La belle performance de Joni Mitchell dans « Both Sides Now » a touché une corde sensible de dissonance similaire. Il y a deux ans, la chanteuse a retiré ses chansons de Spotify pour protester contre la contribution de la plateforme à la désinformation sur le vaccin contre le COVID-19, mais le programme de ce soir n’a même pas évoqué la crise actuelle provoquée par la pandémie.

Après le monologue de Noah, qui plaisantait en partie sur la décision d’Universal Music Group de retirer sa musique de TikTok, ainsi que sur la relation d’exploitation entre Spotify et les artistes, l’émission s’est déroulée de manière prévisible. La durée d’exécution de plus de trois heures n’a fait que contribuer au sentiment que la télédiffusion était un test d’endurance. La durée éprouvante rendait difficile, par exemple, d’apprécier pleinement des performances comme celle de Burna Boy, Brandy et 21 Savage (« Sittin’ on Top of the World »), qui a eu lieu plus tard dans la soirée. L’attention a été portée aux suspects habituels, avec un temps d’antenne supplémentaire accordé aux réactions de Taylor Swift. L’artiste a profité de son 13e Grammy Award (meilleur album vocal pop pour Minuits) pour annoncer son prochain album.
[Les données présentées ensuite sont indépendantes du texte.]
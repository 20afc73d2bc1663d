//! Per-rule contribution breakdown and the human-readable summary.

use serde::Serialize;

use super::alternatives::Alternative;
use super::engine::{AggregateScore, Category, FactorContribution};
use super::factors::ClinicalFactor;
use super::topics::Topic;
use crate::scenario::ProposedImaging;

#[derive(Debug, Clone, PartialEq, Serialize)]
#[serde(rename_all = "camelCase")]
pub struct Explanation {
    pub baseline: f64,
    pub raw_score: f64,
    pub final_score: u8,
    pub clamped: bool,
    pub contributions: Vec<FactorContribution>,
    /// Distinct citations in first-use order
    pub citations: Vec<String>,
    pub summary: String,
}

fn distinct_citations(factors: &[ClinicalFactor]) -> Vec<String> {
    let mut citations: Vec<String> = Vec::new();
    for factor in factors {
        if !citations.iter().any(|c| c == factor.citation()) {
            citations.push(factor.citation().to_string());
        }
    }
    citations
}

fn summarize(topic: Topic, factors: &[ClinicalFactor], score: &AggregateScore) -> String {
    let mut summary = format!(
        "{} ({}/9) under {} guidance.",
        score.category.label(),
        score.final_score,
        topic.label().to_lowercase()
    );

    if factors.is_empty() {
        summary.push_str(" No specific factors applied; the score stays at baseline.");
        return summary;
    }

    let supporting: Vec<&str> = factors
        .iter()
        .filter(|f| f.contribution() > 0.0)
        .map(ClinicalFactor::name)
        .collect();
    let opposing: Vec<&str> = factors
        .iter()
        .filter(|f| f.contribution() < 0.0)
        .map(ClinicalFactor::name)
        .collect();

    if !supporting.is_empty() {
        summary.push_str(&format!(" Supporting: {}.", supporting.join(", ")));
    }
    if !opposing.is_empty() {
        summary.push_str(&format!(" Opposing: {}.", opposing.join(", ")));
    }
    if score.was_clamped() {
        summary.push_str(&format!(
            " Raw score {:.1} was clamped to {}.",
            score.raw_score, score.final_score
        ));
    }
    summary
}

pub fn build_explanation(
    topic: Topic,
    factors: &[ClinicalFactor],
    score: &AggregateScore,
) -> Explanation {
    Explanation {
        baseline: score.breakdown.base_score,
        raw_score: score.raw_score,
        final_score: score.final_score,
        clamped: score.was_clamped(),
        contributions: score.breakdown.factors.clone(),
        citations: distinct_citations(factors),
        summary: summarize(topic, factors, score),
    }
}

/// One-sentence recommendation for the requested study
pub fn recommendation(
    imaging: &ProposedImaging,
    category: Category,
    alternatives: &[Alternative],
) -> String {
    let study = imaging.describe();
    match category {
        Category::Appropriate => {
            format!("{} is usually appropriate for this presentation.", study)
        }
        Category::Uncertain => format!(
            "{} may be appropriate; weigh the contributing factors before ordering.",
            study
        ),
        Category::Inappropriate => match alternatives.first() {
            Some(alternative) => format!(
                "{} is usually not appropriate; consider {} instead.",
                study,
                alternative.procedure.to_lowercase()
            ),
            None => format!("{} is usually not appropriate for this presentation.", study),
        },
    }
}

#[cfg(test)]
mod tests {
    use super::*;
    use crate::scenario::Modality;
    use crate::scoring::alternatives::generate_alternatives;
    use crate::scoring::engine::aggregate;
    use crate::scoring::topics::TopicScore;

    fn factor(name: &str, contribution: f64, citation: &str) -> ClinicalFactor {
        ClinicalFactor::new("f", name, contribution, "because".to_string(), citation)
    }

    fn explain(factors: Vec<ClinicalFactor>) -> Explanation {
        let raw_score = factors.iter().fold(5.0, |s, f| s + f.contribution());
        let topic_score = TopicScore { raw_score, factors };
        let score = aggregate(&topic_score);
        build_explanation(Topic::LowBackPain, &topic_score.factors, &score)
    }

    #[test]
    fn test_citations_are_deduplicated_in_order() {
        let explanation = explain(vec![
            factor("A", 1.0, "Chou 2011"),
            factor("B", 1.0, "ACR"),
            factor("C", -1.0, "Chou 2011"),
        ]);
        assert_eq!(explanation.citations, vec!["Chou 2011", "ACR"]);
        assert_eq!(explanation.contributions.len(), 3);
    }

    #[test]
    fn test_summary_lists_supporting_and_opposing() {
        let explanation = explain(vec![
            factor("Cancer history", 3.0, "x"),
            factor("Acute duration", -2.0, "y"),
        ]);
        assert!(explanation.summary.starts_with("May be appropriate (6/9)"));
        assert!(explanation.summary.contains("Supporting: Cancer history."));
        assert!(explanation.summary.contains("Opposing: Acute duration."));
        assert!(!explanation.clamped);
    }

    #[test]
    fn test_summary_mentions_clamping() {
        let explanation = explain(vec![
            factor("Cancer history", 3.0, "x"),
            factor("Neurological deficit", 2.5, "x"),
            factor("Age over 50", 1.0, "x"),
        ]);
        assert!(explanation.clamped);
        assert!(explanation.summary.contains("Raw score 11.5 was clamped to 9."));
    }

    #[test]
    fn test_empty_explanation() {
        let explanation = explain(vec![]);
        assert!(explanation.summary.contains("stays at baseline"));
        assert!(explanation.citations.is_empty());
    }

    #[test]
    fn test_recommendation_points_to_first_alternative() {
        let imaging = ProposedImaging::new(Modality::Ct, "lumbar spine", "back pain");
        let alternatives = generate_alternatives(&imaging, 1);

        let text = recommendation(&imaging, Category::Inappropriate, &alternatives);
        assert_eq!(
            text,
            "CT lumbar spine is usually not appropriate; consider conservative management / observation instead."
        );

        let text = recommendation(&imaging, Category::Appropriate, &[]);
        assert!(text.contains("usually appropriate"));
    }
}
pub mod alternatives;
pub mod classifier;
pub mod config;
pub mod engine;
pub mod explanation;
pub mod factors;
pub mod topics;

pub use alternatives::{generate_alternatives, Alternative, Comparison};
pub use classifier::{classify, Classification, MatchKind};
pub use config::*;
pub use engine::{aggregate, AggregateScore, Category, Confidence, FactorContribution};
pub use explanation::{build_explanation, Explanation};
pub use factors::{ClinicalFactor, Direction, Rule, ScoringContext};
pub use topics::{Scorer, ScorerRegistry, Topic, TopicScore};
L’émission télévisée de cette année, plus que d’habitude, ressemblait à une affaire étudiée – une obligation parfois renforcée par quelques moments surprenants. Je n’ai pas pu m’empêcher de comparer cela à la cérémonie d’avant-spectacle, au cours de laquelle la plupart des prix ont été remis. Même avec ses bizarreries et ses ratés, cette émission – diffusée sur le site Web des Grammys – était animée par son honnêteté, son cœur et son engagement clair à célébrer les artistes. Le spectacle principal pourrait apprendre une chose ou deux.